[Task to carry out] What you return should be each line of the data containing the string "EntityRef".

[Saved data entries]
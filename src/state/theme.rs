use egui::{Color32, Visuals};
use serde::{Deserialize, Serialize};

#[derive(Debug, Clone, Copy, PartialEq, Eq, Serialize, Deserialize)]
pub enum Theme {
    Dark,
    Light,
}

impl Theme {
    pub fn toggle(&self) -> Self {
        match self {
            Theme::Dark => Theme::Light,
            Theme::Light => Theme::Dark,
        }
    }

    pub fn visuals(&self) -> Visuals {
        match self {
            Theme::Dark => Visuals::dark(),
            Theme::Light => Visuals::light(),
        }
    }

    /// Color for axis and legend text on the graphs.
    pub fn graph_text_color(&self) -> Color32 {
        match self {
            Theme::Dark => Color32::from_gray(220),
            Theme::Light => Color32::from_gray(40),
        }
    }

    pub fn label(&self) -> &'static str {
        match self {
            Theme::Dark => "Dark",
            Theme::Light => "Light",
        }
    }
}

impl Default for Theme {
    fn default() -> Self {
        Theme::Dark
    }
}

---

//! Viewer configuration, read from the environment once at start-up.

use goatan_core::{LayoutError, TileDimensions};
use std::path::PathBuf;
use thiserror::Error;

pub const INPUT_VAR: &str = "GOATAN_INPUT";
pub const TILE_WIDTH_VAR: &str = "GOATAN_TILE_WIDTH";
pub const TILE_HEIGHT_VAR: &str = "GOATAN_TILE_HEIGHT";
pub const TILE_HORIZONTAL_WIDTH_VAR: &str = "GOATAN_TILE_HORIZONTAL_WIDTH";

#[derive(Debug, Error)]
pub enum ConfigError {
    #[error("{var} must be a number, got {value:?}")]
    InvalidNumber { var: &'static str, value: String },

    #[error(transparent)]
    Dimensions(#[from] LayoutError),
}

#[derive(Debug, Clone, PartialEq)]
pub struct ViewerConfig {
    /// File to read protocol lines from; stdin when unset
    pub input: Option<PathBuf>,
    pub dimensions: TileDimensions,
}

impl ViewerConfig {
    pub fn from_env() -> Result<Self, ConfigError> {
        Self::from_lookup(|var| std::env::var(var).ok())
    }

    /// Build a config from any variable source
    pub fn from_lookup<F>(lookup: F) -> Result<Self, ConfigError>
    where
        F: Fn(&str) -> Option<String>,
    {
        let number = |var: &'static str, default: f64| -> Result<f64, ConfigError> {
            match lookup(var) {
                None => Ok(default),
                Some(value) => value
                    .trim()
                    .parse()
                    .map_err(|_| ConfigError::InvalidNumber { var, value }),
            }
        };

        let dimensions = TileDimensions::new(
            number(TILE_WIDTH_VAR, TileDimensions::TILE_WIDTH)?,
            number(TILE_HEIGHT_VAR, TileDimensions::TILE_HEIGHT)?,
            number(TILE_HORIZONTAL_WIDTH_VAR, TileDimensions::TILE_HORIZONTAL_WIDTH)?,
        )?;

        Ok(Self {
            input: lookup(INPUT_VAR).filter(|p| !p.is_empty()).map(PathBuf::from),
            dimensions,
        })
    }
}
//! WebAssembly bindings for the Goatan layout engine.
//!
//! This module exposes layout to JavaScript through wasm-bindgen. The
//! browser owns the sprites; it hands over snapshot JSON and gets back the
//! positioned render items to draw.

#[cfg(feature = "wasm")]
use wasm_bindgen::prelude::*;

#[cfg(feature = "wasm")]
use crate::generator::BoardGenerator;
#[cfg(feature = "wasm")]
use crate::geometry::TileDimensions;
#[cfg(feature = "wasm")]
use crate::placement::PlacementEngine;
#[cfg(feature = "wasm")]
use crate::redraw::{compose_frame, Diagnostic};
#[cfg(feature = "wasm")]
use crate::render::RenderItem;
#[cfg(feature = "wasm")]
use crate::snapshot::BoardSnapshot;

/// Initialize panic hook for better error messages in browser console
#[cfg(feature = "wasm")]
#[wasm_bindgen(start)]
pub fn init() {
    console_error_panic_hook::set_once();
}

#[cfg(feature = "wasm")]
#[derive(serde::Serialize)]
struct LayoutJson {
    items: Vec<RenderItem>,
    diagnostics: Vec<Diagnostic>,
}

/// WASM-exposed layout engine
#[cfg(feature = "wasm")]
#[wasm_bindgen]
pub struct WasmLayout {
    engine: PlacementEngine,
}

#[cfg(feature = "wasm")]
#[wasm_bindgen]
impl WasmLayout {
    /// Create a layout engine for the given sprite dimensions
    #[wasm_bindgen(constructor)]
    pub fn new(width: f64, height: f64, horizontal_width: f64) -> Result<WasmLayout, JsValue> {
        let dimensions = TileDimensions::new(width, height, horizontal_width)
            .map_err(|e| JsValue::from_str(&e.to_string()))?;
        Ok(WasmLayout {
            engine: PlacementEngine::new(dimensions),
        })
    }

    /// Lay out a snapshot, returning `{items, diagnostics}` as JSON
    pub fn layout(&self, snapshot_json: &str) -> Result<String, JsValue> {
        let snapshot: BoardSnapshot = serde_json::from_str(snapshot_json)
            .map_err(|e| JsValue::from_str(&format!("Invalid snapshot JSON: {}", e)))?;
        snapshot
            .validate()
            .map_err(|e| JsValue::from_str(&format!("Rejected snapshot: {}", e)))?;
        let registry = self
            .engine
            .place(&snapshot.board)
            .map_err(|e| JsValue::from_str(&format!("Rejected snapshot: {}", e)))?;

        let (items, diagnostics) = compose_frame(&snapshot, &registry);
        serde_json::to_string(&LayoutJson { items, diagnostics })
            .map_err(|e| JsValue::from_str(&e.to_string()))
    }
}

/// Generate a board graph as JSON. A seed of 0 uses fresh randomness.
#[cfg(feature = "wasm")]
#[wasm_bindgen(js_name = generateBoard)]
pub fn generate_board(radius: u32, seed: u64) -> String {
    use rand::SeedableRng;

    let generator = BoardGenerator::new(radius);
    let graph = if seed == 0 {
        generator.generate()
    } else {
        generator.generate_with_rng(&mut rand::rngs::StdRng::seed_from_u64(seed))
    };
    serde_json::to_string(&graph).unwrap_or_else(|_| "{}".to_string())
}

* * *

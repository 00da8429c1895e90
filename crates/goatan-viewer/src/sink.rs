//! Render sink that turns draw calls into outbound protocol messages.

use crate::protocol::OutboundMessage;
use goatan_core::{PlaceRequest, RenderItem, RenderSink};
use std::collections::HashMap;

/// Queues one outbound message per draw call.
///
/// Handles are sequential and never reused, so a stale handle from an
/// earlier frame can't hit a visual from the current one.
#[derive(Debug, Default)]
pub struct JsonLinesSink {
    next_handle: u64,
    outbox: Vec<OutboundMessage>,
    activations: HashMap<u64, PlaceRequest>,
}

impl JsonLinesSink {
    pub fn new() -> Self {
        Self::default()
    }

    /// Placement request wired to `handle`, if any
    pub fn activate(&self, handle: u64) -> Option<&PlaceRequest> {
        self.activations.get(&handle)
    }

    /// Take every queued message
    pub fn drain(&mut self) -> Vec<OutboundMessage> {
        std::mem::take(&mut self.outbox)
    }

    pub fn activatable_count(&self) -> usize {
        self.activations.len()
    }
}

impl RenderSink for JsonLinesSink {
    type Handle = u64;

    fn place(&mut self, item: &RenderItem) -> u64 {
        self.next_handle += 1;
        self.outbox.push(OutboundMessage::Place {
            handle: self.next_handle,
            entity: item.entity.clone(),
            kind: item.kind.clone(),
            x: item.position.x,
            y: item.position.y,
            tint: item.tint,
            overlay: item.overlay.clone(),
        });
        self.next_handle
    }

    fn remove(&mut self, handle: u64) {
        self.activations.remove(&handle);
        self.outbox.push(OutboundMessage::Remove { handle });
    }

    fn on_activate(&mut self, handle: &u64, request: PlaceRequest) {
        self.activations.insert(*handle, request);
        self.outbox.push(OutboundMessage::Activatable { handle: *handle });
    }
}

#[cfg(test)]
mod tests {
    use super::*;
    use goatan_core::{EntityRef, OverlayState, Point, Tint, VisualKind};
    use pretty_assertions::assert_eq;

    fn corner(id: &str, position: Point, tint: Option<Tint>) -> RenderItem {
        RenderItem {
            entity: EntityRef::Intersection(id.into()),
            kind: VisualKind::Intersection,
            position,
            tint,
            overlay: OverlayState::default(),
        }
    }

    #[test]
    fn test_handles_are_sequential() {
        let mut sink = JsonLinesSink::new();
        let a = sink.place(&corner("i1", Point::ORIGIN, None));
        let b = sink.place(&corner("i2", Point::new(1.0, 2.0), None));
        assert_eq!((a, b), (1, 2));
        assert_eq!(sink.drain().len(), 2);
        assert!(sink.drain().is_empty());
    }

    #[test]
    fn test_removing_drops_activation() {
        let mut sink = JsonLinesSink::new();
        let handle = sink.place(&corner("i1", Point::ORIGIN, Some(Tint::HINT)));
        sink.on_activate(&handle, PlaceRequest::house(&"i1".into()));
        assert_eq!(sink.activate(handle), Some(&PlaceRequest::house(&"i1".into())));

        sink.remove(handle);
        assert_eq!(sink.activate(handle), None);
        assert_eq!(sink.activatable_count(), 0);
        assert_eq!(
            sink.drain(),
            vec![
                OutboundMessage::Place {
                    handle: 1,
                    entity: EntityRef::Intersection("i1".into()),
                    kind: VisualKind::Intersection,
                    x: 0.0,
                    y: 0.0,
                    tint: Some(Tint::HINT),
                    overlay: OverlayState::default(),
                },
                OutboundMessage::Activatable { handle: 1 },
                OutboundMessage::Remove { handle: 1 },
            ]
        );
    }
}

[Task output]
    use goatan_core::{EntityRef, OverlayState, Point, Tint, VisualKind};
            entity: EntityRef::Intersection(id.into()),
                    entity: EntityRef::Intersection("i1".into()),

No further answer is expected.